#### What you will do:
Search the records below for the string "while" and copy each line where it turns up.

#### Dataset excerpts:
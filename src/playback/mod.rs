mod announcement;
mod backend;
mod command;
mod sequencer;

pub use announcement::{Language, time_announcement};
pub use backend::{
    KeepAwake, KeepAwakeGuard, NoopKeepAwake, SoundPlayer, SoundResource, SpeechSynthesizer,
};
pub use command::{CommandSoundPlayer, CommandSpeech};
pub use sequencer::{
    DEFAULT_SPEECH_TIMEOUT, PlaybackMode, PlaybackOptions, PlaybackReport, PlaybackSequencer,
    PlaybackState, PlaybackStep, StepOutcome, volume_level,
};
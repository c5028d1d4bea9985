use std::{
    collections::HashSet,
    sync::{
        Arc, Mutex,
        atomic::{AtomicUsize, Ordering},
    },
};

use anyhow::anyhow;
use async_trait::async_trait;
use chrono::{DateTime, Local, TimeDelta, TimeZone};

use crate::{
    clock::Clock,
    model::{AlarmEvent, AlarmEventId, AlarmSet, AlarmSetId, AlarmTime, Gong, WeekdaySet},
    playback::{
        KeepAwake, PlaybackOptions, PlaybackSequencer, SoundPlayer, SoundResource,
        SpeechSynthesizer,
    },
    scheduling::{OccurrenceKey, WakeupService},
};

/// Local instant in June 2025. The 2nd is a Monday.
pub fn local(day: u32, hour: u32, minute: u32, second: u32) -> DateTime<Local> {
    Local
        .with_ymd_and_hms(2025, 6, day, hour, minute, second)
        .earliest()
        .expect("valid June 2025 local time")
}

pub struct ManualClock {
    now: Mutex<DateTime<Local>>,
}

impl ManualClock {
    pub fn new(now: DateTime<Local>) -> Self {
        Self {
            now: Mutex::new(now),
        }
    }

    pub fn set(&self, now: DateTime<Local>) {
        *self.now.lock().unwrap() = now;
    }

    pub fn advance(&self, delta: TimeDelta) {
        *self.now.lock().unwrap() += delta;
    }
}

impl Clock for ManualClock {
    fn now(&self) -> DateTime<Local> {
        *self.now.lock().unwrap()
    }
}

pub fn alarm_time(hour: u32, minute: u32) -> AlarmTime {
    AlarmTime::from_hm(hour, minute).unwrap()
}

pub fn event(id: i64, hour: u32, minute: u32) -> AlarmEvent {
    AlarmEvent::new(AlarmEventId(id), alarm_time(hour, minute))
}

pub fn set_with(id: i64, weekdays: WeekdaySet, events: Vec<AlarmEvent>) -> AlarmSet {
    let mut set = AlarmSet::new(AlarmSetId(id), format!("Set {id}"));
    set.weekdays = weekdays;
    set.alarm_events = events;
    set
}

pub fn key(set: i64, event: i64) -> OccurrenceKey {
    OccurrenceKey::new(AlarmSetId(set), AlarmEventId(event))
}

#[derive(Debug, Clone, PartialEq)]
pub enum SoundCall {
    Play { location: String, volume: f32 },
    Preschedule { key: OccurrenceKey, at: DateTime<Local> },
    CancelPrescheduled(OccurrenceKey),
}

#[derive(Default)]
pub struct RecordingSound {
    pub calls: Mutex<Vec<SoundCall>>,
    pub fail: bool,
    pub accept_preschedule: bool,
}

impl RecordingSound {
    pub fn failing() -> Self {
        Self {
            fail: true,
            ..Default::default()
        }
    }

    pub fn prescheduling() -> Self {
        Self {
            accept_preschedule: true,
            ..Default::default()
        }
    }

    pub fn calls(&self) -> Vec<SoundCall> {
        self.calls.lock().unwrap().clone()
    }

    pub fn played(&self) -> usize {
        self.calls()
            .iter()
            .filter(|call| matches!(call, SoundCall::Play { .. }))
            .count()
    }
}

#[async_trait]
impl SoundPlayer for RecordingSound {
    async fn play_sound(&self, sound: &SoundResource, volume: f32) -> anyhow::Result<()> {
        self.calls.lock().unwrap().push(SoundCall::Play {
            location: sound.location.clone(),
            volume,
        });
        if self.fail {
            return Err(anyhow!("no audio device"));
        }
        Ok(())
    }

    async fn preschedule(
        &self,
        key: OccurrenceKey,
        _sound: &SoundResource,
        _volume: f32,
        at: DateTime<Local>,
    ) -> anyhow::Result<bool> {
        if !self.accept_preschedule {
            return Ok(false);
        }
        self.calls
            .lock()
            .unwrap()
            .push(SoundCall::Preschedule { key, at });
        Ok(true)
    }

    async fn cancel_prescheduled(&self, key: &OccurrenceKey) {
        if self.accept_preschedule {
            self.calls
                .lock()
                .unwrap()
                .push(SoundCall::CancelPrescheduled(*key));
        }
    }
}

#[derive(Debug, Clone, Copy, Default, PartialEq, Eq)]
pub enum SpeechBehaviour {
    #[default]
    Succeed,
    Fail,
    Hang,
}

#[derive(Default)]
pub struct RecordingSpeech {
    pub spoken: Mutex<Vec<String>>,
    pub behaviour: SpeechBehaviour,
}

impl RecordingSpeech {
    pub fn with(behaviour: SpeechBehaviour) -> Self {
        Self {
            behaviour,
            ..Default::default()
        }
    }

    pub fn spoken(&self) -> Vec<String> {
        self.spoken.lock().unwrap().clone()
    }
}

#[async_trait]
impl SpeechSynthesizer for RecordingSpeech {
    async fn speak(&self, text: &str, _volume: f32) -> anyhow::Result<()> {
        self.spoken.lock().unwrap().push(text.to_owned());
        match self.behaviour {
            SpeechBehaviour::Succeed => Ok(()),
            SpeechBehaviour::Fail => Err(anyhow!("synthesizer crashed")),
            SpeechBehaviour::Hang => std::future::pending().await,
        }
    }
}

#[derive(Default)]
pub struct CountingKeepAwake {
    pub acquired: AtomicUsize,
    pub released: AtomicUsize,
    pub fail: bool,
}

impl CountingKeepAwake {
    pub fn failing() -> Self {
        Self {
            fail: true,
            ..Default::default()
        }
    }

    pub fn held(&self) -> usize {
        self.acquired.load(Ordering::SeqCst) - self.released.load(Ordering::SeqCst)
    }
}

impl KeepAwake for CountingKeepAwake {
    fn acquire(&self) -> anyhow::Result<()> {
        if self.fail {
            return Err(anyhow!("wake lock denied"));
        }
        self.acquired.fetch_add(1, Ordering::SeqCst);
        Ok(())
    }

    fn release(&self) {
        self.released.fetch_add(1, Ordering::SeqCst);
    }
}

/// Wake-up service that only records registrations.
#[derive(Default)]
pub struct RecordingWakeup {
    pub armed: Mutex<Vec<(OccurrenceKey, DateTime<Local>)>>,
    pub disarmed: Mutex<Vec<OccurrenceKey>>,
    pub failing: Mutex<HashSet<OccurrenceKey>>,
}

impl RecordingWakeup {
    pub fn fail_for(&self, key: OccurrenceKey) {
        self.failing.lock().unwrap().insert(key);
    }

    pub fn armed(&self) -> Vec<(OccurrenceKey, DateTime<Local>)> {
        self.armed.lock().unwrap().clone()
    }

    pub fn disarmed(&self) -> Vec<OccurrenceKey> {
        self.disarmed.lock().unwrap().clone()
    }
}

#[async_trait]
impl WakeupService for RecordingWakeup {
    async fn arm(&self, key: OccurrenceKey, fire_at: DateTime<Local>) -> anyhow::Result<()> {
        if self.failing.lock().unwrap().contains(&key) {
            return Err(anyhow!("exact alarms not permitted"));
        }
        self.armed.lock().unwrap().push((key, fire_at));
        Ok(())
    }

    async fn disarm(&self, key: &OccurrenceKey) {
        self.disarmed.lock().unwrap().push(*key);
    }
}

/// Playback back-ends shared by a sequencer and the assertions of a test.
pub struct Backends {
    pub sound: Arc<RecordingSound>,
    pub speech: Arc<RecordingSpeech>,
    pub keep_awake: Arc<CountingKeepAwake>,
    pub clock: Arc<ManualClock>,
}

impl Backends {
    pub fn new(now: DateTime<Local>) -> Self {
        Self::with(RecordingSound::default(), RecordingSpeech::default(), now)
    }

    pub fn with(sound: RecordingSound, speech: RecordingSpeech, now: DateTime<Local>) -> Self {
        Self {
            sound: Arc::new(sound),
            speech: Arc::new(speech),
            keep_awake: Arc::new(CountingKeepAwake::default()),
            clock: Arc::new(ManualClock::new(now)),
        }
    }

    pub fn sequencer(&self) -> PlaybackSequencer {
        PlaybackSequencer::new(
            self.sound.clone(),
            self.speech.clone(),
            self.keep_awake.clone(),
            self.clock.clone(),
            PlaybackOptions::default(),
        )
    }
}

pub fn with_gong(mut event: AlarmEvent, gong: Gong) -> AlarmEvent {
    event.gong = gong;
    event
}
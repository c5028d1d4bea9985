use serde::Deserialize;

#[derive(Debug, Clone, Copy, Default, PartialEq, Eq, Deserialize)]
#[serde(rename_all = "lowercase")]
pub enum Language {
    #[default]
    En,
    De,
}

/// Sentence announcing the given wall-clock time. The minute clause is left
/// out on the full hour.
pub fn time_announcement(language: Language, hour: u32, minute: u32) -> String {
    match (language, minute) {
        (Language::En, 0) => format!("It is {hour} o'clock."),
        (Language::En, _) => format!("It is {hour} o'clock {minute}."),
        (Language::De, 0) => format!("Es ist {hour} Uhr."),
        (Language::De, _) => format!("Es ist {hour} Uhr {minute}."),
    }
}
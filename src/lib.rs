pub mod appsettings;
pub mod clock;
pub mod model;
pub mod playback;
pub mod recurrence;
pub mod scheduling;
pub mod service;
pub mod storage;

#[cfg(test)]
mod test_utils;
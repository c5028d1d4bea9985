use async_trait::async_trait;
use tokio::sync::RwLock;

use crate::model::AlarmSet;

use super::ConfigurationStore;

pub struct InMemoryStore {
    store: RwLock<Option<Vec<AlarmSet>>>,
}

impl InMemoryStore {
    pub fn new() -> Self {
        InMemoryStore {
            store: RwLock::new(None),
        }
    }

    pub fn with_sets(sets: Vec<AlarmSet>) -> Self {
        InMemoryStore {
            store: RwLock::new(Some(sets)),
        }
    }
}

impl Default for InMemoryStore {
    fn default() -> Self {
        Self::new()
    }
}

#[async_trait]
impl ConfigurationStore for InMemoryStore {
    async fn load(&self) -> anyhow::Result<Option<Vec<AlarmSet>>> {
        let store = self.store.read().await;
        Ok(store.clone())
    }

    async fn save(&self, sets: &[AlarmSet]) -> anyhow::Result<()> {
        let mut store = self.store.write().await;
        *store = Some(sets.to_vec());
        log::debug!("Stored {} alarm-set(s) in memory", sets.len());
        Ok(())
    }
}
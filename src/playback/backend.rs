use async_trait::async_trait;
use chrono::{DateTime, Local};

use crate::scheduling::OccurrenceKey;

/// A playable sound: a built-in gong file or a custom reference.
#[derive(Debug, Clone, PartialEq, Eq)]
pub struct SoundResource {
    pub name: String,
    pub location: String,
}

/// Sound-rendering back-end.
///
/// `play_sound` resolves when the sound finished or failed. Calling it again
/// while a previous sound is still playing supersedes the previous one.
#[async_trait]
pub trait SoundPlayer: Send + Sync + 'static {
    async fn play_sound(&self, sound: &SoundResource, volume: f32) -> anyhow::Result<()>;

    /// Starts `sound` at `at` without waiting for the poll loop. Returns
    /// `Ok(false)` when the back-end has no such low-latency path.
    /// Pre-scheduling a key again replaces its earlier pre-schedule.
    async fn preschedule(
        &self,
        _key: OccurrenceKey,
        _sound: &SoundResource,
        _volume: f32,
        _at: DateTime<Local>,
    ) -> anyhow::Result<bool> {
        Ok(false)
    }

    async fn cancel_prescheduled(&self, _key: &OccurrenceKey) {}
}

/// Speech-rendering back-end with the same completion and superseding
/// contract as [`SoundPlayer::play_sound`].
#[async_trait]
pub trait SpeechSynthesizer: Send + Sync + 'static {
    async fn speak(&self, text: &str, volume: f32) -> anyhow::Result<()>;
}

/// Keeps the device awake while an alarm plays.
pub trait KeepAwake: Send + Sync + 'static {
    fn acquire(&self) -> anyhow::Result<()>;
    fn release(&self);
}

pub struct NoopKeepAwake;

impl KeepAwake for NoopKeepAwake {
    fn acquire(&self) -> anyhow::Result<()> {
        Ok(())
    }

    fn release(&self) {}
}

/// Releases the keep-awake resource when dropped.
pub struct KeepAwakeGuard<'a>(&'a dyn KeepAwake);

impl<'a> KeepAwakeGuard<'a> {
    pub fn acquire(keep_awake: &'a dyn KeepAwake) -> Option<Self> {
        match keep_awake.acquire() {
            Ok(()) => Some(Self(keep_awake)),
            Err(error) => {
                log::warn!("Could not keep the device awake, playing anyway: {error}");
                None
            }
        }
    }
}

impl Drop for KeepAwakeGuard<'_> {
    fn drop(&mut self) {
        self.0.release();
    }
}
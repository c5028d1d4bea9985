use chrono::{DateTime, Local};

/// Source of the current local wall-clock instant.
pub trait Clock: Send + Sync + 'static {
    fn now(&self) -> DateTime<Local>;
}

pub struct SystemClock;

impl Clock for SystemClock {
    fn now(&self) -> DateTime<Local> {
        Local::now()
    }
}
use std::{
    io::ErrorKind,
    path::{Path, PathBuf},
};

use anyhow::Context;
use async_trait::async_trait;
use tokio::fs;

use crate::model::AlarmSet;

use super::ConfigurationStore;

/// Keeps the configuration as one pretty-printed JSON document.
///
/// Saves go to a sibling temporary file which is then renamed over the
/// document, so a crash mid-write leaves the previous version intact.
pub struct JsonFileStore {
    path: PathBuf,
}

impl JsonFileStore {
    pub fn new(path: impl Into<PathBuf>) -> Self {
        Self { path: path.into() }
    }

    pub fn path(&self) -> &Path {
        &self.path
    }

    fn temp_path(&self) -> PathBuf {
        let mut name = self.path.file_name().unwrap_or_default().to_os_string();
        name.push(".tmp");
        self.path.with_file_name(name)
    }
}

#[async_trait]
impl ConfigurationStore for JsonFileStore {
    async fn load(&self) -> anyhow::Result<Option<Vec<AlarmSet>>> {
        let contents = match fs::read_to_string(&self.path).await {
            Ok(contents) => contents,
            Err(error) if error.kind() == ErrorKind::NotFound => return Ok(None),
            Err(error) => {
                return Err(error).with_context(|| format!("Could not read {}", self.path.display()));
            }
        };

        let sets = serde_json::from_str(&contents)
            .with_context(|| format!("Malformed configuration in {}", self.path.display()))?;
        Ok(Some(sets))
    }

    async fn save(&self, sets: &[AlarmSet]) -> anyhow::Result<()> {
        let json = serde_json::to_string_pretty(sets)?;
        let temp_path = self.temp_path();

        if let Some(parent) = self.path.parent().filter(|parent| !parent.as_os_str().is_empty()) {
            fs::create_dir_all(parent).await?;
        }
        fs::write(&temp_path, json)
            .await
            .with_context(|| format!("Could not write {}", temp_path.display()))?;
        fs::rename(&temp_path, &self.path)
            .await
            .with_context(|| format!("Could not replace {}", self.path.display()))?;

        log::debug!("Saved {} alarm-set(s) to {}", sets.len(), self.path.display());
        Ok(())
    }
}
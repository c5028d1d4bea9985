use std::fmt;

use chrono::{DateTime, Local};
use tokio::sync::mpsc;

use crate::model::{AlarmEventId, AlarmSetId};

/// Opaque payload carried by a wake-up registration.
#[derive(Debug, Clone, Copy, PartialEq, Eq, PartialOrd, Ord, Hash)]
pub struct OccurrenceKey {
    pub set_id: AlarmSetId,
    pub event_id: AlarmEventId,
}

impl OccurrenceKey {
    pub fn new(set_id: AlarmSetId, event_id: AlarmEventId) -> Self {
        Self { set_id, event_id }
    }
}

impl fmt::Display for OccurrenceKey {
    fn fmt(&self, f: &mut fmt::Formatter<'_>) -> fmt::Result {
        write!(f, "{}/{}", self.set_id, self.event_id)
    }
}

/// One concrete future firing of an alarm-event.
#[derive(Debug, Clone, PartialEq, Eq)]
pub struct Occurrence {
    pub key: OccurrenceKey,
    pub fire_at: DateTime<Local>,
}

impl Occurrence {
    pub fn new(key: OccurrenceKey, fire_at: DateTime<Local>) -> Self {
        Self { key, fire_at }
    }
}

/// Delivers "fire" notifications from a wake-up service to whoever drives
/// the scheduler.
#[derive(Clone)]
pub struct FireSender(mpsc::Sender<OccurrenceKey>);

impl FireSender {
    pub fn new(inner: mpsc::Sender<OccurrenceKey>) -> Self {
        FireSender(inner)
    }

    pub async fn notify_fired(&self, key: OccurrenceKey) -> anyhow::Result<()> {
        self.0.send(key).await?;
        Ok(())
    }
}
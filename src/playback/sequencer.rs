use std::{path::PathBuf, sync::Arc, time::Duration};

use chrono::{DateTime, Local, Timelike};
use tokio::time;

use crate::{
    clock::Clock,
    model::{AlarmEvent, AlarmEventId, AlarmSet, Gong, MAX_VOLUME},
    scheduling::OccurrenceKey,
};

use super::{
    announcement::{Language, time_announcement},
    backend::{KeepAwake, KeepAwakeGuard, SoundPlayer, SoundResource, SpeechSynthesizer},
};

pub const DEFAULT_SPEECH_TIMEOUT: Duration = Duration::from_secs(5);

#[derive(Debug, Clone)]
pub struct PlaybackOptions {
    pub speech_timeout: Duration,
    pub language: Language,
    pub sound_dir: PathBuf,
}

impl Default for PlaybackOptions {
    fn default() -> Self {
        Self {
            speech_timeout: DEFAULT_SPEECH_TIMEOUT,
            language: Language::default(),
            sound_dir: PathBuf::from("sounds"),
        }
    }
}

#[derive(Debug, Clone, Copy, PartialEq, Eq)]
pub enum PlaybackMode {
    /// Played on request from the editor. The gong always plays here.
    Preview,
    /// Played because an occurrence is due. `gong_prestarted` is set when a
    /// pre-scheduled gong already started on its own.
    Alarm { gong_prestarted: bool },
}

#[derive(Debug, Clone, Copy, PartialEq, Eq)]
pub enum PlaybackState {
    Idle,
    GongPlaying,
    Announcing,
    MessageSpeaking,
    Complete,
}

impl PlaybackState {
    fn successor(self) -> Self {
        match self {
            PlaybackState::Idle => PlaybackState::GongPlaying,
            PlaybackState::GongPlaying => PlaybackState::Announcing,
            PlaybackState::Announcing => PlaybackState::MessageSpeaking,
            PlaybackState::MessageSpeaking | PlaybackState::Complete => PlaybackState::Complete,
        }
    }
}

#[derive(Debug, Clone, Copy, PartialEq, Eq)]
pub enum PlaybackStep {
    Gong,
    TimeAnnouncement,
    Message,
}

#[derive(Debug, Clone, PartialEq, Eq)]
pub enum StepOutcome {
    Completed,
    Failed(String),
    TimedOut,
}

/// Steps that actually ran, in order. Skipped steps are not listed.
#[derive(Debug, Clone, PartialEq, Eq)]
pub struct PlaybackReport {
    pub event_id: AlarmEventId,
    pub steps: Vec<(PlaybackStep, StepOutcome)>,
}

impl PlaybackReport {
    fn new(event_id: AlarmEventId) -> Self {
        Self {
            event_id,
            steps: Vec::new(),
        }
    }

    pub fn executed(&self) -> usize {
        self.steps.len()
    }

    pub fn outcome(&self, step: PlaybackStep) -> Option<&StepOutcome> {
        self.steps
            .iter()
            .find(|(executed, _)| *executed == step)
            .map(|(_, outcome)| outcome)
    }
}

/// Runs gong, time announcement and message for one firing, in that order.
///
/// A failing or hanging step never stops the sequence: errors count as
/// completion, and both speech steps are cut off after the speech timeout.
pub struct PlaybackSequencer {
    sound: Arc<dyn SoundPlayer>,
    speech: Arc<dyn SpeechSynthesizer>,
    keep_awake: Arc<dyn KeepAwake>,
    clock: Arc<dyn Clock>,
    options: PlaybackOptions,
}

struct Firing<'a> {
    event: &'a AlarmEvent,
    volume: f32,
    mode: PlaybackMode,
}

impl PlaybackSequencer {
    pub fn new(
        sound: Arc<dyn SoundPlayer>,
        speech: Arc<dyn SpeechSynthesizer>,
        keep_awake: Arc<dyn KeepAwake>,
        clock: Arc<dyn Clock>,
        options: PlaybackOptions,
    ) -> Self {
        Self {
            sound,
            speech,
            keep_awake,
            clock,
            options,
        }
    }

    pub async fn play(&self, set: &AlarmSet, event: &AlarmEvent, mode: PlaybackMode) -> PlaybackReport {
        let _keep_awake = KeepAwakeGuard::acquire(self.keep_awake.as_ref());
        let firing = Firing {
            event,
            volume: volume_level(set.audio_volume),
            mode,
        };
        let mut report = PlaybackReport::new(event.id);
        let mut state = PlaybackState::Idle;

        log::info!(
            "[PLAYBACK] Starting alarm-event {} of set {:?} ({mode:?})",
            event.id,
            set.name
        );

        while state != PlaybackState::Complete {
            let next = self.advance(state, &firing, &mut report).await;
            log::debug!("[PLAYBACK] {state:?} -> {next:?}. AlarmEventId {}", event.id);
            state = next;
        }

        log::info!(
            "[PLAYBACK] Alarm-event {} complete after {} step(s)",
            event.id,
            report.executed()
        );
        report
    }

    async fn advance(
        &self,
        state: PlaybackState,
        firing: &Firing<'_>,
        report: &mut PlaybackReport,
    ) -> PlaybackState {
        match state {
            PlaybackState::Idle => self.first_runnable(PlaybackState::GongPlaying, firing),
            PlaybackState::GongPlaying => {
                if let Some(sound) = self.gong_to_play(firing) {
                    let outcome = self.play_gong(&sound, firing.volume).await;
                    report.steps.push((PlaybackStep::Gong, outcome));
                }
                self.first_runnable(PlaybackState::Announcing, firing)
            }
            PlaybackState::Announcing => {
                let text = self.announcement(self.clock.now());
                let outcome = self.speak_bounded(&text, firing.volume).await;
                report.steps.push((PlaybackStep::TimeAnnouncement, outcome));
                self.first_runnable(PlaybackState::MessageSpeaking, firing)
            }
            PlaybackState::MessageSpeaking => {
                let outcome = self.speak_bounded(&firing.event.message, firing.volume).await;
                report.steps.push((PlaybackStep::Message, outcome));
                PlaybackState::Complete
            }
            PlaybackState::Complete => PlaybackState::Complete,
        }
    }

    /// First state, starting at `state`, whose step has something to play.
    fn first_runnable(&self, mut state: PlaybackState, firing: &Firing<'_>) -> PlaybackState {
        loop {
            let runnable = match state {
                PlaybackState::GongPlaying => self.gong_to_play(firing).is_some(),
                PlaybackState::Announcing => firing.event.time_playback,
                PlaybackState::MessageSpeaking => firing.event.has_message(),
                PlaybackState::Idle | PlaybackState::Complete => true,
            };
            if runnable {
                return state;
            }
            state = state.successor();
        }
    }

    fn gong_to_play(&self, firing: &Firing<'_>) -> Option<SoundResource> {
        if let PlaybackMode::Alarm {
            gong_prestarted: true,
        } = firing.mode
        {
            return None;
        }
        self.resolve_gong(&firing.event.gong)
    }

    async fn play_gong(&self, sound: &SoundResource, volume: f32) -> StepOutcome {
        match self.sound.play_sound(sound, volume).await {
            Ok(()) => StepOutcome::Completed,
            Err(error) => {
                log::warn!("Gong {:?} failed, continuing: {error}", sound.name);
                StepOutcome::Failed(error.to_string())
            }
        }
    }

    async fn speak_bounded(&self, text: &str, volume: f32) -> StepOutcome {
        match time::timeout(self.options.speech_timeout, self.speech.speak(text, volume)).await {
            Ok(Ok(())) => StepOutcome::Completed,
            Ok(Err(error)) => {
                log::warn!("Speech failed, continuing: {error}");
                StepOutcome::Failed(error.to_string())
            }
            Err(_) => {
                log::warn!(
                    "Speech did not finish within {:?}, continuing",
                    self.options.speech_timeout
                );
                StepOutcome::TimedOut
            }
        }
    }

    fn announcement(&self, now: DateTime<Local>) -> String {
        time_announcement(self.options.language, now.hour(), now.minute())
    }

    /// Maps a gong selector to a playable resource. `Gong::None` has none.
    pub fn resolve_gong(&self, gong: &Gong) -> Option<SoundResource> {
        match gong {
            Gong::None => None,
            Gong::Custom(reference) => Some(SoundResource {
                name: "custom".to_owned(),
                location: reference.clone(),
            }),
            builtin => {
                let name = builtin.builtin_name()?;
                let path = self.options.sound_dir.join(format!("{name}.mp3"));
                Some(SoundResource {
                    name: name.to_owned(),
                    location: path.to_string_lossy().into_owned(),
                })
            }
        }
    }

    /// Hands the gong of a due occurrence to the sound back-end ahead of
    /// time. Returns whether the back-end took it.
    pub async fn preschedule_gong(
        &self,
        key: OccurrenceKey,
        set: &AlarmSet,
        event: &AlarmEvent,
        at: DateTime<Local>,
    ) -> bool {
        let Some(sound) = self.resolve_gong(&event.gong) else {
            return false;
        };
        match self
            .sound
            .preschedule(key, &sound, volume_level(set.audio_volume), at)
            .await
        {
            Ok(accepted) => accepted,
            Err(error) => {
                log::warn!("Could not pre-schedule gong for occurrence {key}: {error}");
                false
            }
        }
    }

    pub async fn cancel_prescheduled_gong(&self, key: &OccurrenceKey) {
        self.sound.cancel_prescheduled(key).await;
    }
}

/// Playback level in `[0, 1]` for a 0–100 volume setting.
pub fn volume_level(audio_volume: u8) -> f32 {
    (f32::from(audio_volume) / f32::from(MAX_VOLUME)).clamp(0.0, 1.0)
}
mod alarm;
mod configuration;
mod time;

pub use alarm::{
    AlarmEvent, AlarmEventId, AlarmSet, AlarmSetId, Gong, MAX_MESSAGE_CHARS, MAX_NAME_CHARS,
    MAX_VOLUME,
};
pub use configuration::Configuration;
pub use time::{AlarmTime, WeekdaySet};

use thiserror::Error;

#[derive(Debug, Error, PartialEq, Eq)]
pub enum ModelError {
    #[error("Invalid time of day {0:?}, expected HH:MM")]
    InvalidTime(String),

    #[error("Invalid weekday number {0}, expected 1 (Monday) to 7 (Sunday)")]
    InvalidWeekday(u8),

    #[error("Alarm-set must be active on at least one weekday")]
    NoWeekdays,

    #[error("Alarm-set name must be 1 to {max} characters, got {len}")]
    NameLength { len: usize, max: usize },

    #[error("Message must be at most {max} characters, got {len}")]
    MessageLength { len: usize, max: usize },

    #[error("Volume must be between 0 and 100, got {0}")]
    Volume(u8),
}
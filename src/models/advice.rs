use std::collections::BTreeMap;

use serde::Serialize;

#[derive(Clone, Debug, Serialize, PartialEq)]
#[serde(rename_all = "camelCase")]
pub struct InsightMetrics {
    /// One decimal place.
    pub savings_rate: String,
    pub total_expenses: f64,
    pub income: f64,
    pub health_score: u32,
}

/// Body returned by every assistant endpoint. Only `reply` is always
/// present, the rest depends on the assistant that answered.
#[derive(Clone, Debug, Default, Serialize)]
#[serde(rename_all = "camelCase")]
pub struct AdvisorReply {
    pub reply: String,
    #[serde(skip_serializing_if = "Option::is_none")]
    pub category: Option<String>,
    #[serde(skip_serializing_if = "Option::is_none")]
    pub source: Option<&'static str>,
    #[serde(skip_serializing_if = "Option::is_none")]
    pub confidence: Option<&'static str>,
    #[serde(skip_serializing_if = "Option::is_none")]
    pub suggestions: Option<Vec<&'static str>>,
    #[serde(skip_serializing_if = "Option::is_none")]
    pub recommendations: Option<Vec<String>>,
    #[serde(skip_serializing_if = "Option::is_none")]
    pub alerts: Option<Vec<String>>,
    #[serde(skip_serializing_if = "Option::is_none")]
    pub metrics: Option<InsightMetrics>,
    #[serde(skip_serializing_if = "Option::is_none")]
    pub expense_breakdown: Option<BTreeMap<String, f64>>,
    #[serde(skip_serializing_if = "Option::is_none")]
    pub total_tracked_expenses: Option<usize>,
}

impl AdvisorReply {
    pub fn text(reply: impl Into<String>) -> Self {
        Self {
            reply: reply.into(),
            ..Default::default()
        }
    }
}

#### Result of this task:
/// while a previous sound is still playing supersedes the previous one.
/// Keeps the device awake while an alarm plays.
        while state != PlaybackState::Complete {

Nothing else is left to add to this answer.